*** Opening of Provided data ***

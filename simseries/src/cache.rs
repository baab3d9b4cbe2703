//! On-disk cache of aggregated series metadata.
//!
//! Building a series from scratch opens every member to read its metadata.
//! The result is stored under a directory named by the series hash so that a
//! later series over the same paths can skip opening members entirely.
//!
//! # Layout
//!
//! ```text
//! <cache root>/
//! ├── 3f2a…e1/
//! │   └── data.json     # {"0": {"redshift": 2.0, ...}, "1": {...}, ...}
//! └── 9b07…4c/
//!     └── data.json
//! ```
//!
//! Entries are written once and never overwritten. Nothing invalidates an
//! entry automatically; the same hash always reads the same file. Reading is
//! best-effort: a missing, unreadable or malformed entry is a miss.

use std::fs::{self, File};
use std::io::{self, BufReader, BufWriter, Write};
use std::path::{Path, PathBuf};
use std::sync::atomic::{AtomicU64, Ordering};

use sha2::{Digest, Sha256};

use crate::config::SeriesConfig;
use crate::error::CacheError;
use crate::metadata::{MetadataValue, SeriesMetadata};

/// File name of a cache entry inside its hash directory.
pub const CACHE_FILE_NAME: &str = "data.json";

static TEMP_COUNTER: AtomicU64 = AtomicU64::new(0);

/// Compute the identity hash of a series.
///
/// The hash is the lowercase hex SHA-256 of the member path strings
/// concatenated in order, so it changes with both the paths and their order.
pub fn series_hash<P: AsRef<Path>>(paths: &[P]) -> String {
    let mut hasher = Sha256::new();
    for path in paths {
        hasher.update(path.as_ref().to_string_lossy().as_bytes());
    }
    format!("{:x}", hasher.finalize())
}

/// Summary of one cache entry.
#[derive(Debug, Clone)]
pub struct CacheEntryInfo {
    /// Series hash naming the entry.
    pub hash: String,

    /// Path of the entry's `data.json`.
    pub path: PathBuf,

    /// Number of members described, `None` if the entry is unreadable.
    pub members: Option<usize>,

    /// Size of the entry file in bytes.
    pub size_bytes: u64,
}

/// Result of clearing the cache.
#[derive(Debug, Clone, Default)]
pub struct ClearResult {
    /// Number of entries removed.
    pub entries_removed: usize,

    /// Total bytes freed.
    pub bytes_freed: u64,
}

/// Handle on the metadata cache directory.
#[derive(Debug, Clone)]
pub struct MetadataCache {
    root: PathBuf,
    enabled: bool,
}

impl MetadataCache {
    /// Cache rooted at `root`.
    pub fn new(root: impl Into<PathBuf>) -> Self {
        Self {
            root: root.into(),
            enabled: true,
        }
    }

    /// A cache that never hits and never writes.
    pub fn disabled() -> Self {
        Self {
            root: PathBuf::new(),
            enabled: false,
        }
    }

    /// Cache described by the configuration.
    pub fn from_config(config: &SeriesConfig) -> Self {
        if config.cache_enabled {
            Self::new(&config.cache_dir)
        } else {
            Self::disabled()
        }
    }

    /// Root directory of the cache.
    pub fn root(&self) -> &Path {
        &self.root
    }

    /// Whether lookups and stores are performed.
    pub fn is_enabled(&self) -> bool {
        self.enabled
    }

    /// Resolve a path relative to the cache root.
    pub fn cache_path(&self, relative: impl AsRef<Path>) -> PathBuf {
        self.root.join(relative)
    }

    /// Location of the entry for `hash`.
    pub fn entry_path(&self, hash: &str) -> PathBuf {
        self.cache_path(Path::new(hash).join(CACHE_FILE_NAME))
    }

    /// Whether an entry file exists for `hash`.
    pub fn contains(&self, hash: &str) -> bool {
        self.enabled && self.entry_path(hash).is_file()
    }

    /// Read the entry for `hash`, reporting why it could not be used.
    ///
    /// Returns `Ok(None)` when no entry exists.
    ///
    /// # Errors
    ///
    /// - [`CacheError::Io`] if the file exists but cannot be read
    /// - [`CacheError::Serialization`] if it is not a metadata mapping
    /// - [`CacheError::Layout`] if its member keys are not `0..N-1`
    pub fn read(&self, hash: &str) -> Result<Option<SeriesMetadata>, CacheError> {
        if !self.enabled {
            return Ok(None);
        }

        let path = self.entry_path(hash);
        let file = match File::open(&path) {
            Ok(file) => file,
            Err(e) if e.kind() == io::ErrorKind::NotFound => return Ok(None),
            Err(e) => return Err(CacheError::io(path, e)),
        };

        let metadata: SeriesMetadata = serde_json::from_reader(BufReader::new(file))
            .map_err(|source| CacheError::Serialization {
                path: path.clone(),
                source,
            })?;

        if !metadata.is_contiguous() {
            return Err(CacheError::Layout { path });
        }

        Ok(Some(metadata))
    }

    /// Look up cached metadata for `hash`.
    ///
    /// Any failure to read the entry is logged and treated as a miss.
    pub fn load_cached(&self, hash: &str) -> Option<SeriesMetadata> {
        match self.read(hash) {
            Ok(Some(metadata)) => {
                tracing::debug!(hash, members = metadata.len(), "Metadata cache hit");
                Some(metadata)
            }
            Ok(None) => {
                tracing::debug!(hash, "Metadata cache miss");
                None
            }
            Err(e) => {
                tracing::warn!(hash, error = %e, "Ignoring unusable metadata cache entry");
                None
            }
        }
    }

    /// Persist metadata for `hash` unless an entry already exists.
    ///
    /// The JSON is written to a temporary sibling and hard-linked into
    /// place, so readers never observe a partial file and a concurrent
    /// writer that lost the race leaves the existing entry untouched.
    ///
    /// Returns `true` if this call created the entry.
    ///
    /// # Errors
    ///
    /// Returns [`CacheError`] if the entry could not be written, or
    /// [`CacheError::NonFinite`] if a float is NaN or infinite.
    pub fn store_cached(&self, hash: &str, metadata: &SeriesMetadata) -> Result<bool, CacheError> {
        if !self.enabled {
            return Ok(false);
        }

        check_finite(metadata)?;

        let path = self.entry_path(hash);
        if path.exists() {
            tracing::debug!(hash, "Metadata cache entry already present, not overwriting");
            return Ok(false);
        }

        let dir = self.cache_path(hash);
        fs::create_dir_all(&dir).map_err(|e| CacheError::io(&dir, e))?;

        let temp_path = dir.join(format!(
            "{}.{}.{}.tmp",
            CACHE_FILE_NAME,
            std::process::id(),
            TEMP_COUNTER.fetch_add(1, Ordering::Relaxed)
        ));

        let written = write_json(&temp_path, metadata).and_then(|()| publish(&temp_path, &path));
        let _ = fs::remove_file(&temp_path);

        let created = written?;
        if created {
            tracing::info!(
                hash,
                path = %path.display(),
                members = metadata.len(),
                "Stored series metadata in cache"
            );
        } else {
            tracing::debug!(hash, "Lost metadata cache write race, keeping existing entry");
        }

        Ok(created)
    }

    /// Remove the entry for `hash`.
    ///
    /// Returns `true` if an entry was removed.
    pub fn remove(&self, hash: &str) -> Result<bool, CacheError> {
        let dir = self.cache_path(hash);
        if !self.enabled || !dir.is_dir() {
            return Ok(false);
        }

        fs::remove_dir_all(&dir).map_err(|e| CacheError::io(&dir, e))?;
        Ok(true)
    }

    /// List all entries, sorted by hash.
    pub fn list(&self) -> Result<Vec<CacheEntryInfo>, CacheError> {
        if !self.enabled || !self.root.is_dir() {
            return Ok(Vec::new());
        }

        let read_dir = fs::read_dir(&self.root).map_err(|e| CacheError::io(&self.root, e))?;

        let mut entries = Vec::new();
        for entry in read_dir.flatten() {
            let path = entry.path().join(CACHE_FILE_NAME);
            let Ok(file_meta) = fs::metadata(&path) else {
                continue;
            };

            let hash = entry.file_name().to_string_lossy().to_string();
            let members = self.read(&hash).ok().flatten().map(|m| m.len());

            entries.push(CacheEntryInfo {
                hash,
                path,
                members,
                size_bytes: file_meta.len(),
            });
        }

        entries.sort_by(|a, b| a.hash.cmp(&b.hash));
        Ok(entries)
    }

    /// Remove every entry.
    pub fn clear(&self) -> Result<ClearResult, CacheError> {
        let mut result = ClearResult::default();

        for entry in self.list()? {
            if self.remove(&entry.hash)? {
                result.entries_removed += 1;
                result.bytes_freed += entry.size_bytes;
            }
        }

        tracing::info!(
            entries = result.entries_removed,
            bytes = result.bytes_freed,
            "Cleared metadata cache"
        );

        Ok(result)
    }
}

fn write_json(path: &Path, metadata: &SeriesMetadata) -> Result<(), CacheError> {
    let file = File::create(path).map_err(|e| CacheError::io(path, e))?;
    let mut writer = BufWriter::new(file);

    serde_json::to_writer(&mut writer, metadata).map_err(|source| CacheError::Serialization {
        path: path.to_path_buf(),
        source,
    })?;

    writer.flush().map_err(|e| CacheError::io(path, e))
}

/// JSON has no encoding for NaN or infinity, so such values would be
/// written as `null` and the entry could never be read back.
fn check_finite(metadata: &SeriesMetadata) -> Result<(), CacheError> {
    for (member, fields) in metadata.iter() {
        for (field, value) in fields {
            if let MetadataValue::Float(f) = value {
                if !f.is_finite() {
                    return Err(CacheError::NonFinite {
                        member,
                        field: field.clone(),
                    });
                }
            }
        }
    }
    Ok(())
}

/// Move a fully written temporary file to `path` without clobbering.
fn publish(temp_path: &Path, path: &Path) -> Result<bool, CacheError> {
    match fs::hard_link(temp_path, path) {
        Ok(()) => Ok(true),
        Err(e) if e.kind() == io::ErrorKind::AlreadyExists => Ok(false),
        Err(e) => {
            // Filesystems without hard links fall back to check-then-rename.
            tracing::debug!(error = %e, "Hard link failed, falling back to rename");
            if path.exists() {
                return Ok(false);
            }
            fs::rename(temp_path, path).map_err(|e| CacheError::io(path, e))?;
            Ok(true)
        }
    }
}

*** Close of Provided data ***

- What the exercise asks: Say how many lines above hold "match", and nothing else.

- Result for this exercise: 3